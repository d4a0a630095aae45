//! Error types for store and item-pool operations.

use cachet_driver::{DriverError, FormatError};
use thiserror::Error;

/// Result alias for store and item-pool operations.
pub type CacheResult<T> = Result<T, CacheError>;

/// Error type for store and item-pool operations.
///
/// Backend outages on boolean operations (`set`, `delete`, `clear`, `has`)
/// are not errors: they are logged and reported as `Ok(false)`. What is left
/// here is caller input the cache refuses and failures the caller asked to
/// see.
#[derive(Debug, Error)]
pub enum CacheError {
    /// The key is empty or contains one of `{}()/@:`.
    #[error("invalid cache key {key:?}: {reason}")]
    InvalidKey {
        /// The rejected logical key.
        key: String,
        /// What is wrong with it.
        reason: &'static str,
    },

    /// Error reported by the driver.
    #[error(transparent)]
    Driver(#[from] DriverError),

    /// The value could not be encoded or the stored payload decoded.
    #[error(transparent)]
    Format(#[from] FormatError),

    /// An item pool failed to persist an item.
    #[error("failed to save cache item {key:?}")]
    Save {
        /// Logical key of the item.
        key: String,
        /// Underlying failure.
        #[source]
        source: DriverError,
    },

    /// An item pool was asked to save an item that was never given a value.
    #[error("cache item {0:?} has no value to save")]
    EmptyItem(String),
}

*****

• [WHAT YOU SHOULD DO]: All lines of the data above must be repeated exactly.

• [YOUR RESPONSE]:
repository d4a0a630095aae45
//! Error types for store and item-pool operations.

use cachet_driver::{DriverError, FormatError};
use thiserror::Error;

/// Result alias for store and item-pool operations.
pub type CacheResult<T> = Result<T, CacheError>;

/// Error type for store and item-pool operations.
///
/// Backend outages on boolean operations (`set`, `delete`, `clear`, `has`)
/// are not errors: they are logged and reported as `Ok(false)`. What is left
/// here is caller input the cache refuses and failures the caller asked to
/// see.
#[derive(Debug, Error)]
pub enum CacheError {
    /// The key is empty or contains one of `{}()/@:`.
    #[error("invalid cache key {key:?}: {reason}")]
    InvalidKey {
        /// The rejected logical key.
        key: String,
        /// What is wrong with it.
        reason: &'static str,
    },

    /// Error reported by the driver.
    #[error(transparent)]
    Driver(#[from] DriverError),

    /// The value could not be encoded or the stored payload decoded.
    #[error(transparent)]
    Format(#[from] FormatError),

    /// An item pool failed to persist an item.
    #[error("failed to save cache item {key:?}")]
    Save {
        /// Logical key of the item.
        key: String,
        /// Underlying failure.
        #[source]
        source: DriverError,
    },

    /// An item pool was asked to save an item that was never given a value.
    #[error("cache item {0:?} has no value to save")]
    EmptyItem(String),
}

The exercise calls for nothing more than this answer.